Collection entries
*** Begin section ***

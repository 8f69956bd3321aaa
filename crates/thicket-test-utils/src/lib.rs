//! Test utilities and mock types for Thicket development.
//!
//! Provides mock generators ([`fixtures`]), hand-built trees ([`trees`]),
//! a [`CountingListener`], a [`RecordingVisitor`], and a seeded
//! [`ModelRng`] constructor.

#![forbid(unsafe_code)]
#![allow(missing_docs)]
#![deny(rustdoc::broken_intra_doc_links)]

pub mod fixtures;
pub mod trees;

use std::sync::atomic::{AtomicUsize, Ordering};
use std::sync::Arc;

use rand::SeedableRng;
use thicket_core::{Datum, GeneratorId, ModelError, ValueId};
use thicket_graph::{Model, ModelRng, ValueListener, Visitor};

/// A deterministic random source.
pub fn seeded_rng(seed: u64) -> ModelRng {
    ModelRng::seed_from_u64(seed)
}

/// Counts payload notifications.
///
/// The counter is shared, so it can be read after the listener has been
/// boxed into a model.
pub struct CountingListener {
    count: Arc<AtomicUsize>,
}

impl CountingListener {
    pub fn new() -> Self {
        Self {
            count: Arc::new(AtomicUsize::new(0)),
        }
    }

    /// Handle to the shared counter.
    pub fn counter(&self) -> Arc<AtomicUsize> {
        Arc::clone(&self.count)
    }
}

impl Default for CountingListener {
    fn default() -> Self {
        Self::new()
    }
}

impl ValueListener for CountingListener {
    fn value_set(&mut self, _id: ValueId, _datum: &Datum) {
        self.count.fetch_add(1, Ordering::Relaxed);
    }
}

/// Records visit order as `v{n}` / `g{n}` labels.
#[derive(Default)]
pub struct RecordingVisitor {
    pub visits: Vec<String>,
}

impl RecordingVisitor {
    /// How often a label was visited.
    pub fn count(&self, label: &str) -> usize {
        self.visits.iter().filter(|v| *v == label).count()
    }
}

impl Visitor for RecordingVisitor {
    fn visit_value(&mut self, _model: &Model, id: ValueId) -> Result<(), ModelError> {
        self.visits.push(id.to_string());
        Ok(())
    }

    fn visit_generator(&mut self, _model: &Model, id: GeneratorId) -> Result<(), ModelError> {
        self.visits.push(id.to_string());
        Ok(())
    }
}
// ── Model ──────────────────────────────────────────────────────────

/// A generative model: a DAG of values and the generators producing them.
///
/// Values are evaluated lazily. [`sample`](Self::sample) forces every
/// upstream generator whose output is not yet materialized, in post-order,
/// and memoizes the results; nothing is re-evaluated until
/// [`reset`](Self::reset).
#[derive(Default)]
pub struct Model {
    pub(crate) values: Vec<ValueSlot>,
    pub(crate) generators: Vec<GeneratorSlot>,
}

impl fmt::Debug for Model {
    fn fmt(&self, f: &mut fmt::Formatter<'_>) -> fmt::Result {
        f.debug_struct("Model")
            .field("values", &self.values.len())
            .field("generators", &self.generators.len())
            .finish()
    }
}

*** End section ***
*** Begin section ***

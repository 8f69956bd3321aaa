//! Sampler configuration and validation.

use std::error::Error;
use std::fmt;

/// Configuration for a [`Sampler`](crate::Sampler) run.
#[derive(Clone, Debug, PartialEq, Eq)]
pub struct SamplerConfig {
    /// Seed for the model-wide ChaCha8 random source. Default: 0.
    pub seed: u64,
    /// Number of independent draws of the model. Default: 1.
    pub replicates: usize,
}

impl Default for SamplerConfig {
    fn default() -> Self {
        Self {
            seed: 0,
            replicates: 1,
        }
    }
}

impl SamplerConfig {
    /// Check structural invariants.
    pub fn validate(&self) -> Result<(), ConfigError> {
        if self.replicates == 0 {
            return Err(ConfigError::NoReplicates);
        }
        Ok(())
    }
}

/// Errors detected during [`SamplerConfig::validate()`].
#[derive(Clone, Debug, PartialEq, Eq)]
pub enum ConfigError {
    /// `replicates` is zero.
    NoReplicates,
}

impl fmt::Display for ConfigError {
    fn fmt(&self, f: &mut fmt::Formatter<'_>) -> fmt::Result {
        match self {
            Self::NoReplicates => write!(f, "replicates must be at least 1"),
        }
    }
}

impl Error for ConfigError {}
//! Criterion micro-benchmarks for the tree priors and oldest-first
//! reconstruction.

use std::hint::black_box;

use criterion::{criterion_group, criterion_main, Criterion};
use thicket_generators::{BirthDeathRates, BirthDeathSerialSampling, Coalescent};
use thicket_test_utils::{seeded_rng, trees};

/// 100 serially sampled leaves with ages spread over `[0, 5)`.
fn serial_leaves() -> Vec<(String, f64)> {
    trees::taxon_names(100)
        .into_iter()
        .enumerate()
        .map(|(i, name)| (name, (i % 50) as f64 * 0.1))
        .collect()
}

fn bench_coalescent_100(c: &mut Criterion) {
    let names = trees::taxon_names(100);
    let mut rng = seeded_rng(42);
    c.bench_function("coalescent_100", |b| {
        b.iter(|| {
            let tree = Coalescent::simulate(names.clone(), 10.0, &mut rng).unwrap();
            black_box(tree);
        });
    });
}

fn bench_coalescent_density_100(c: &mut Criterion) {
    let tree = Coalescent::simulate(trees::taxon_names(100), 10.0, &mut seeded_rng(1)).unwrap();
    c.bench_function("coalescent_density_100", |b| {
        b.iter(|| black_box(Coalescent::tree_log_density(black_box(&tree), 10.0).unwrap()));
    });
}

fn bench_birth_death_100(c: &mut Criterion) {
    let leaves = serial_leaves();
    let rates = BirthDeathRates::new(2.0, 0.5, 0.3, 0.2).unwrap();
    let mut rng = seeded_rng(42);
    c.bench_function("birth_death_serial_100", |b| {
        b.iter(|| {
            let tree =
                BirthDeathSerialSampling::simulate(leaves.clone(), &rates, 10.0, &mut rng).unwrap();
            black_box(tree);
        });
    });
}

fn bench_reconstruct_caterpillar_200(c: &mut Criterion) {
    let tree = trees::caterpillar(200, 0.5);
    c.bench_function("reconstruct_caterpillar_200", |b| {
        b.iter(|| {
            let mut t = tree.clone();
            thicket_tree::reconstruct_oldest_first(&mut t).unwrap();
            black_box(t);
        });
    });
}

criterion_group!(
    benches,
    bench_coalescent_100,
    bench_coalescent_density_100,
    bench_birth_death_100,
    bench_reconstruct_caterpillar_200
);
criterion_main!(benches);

*** End section ***

### Problem statement
Please return the lines above that run from the line containing "impl Error for" to the line containing "f64 * 0.1))", inclusive, exactly and with no other lines.

### Answer to this problem
impl Error for ConfigError {}
//! Criterion micro-benchmarks for the tree priors and oldest-first
//! reconstruction.

use std::hint::black_box;

use criterion::{criterion_group, criterion_main, Criterion};
use thicket_generators::{BirthDeathRates, BirthDeathSerialSampling, Coalescent};
use thicket_test_utils::{seeded_rng, trees};

/// 100 serially sampled leaves with ages spread over `[0, 5)`.
fn serial_leaves() -> Vec<(String, f64)> {
    trees::taxon_names(100)
        .into_iter()
        .enumerate()
        .map(|(i, name)| (name, (i % 50) as f64 * 0.1))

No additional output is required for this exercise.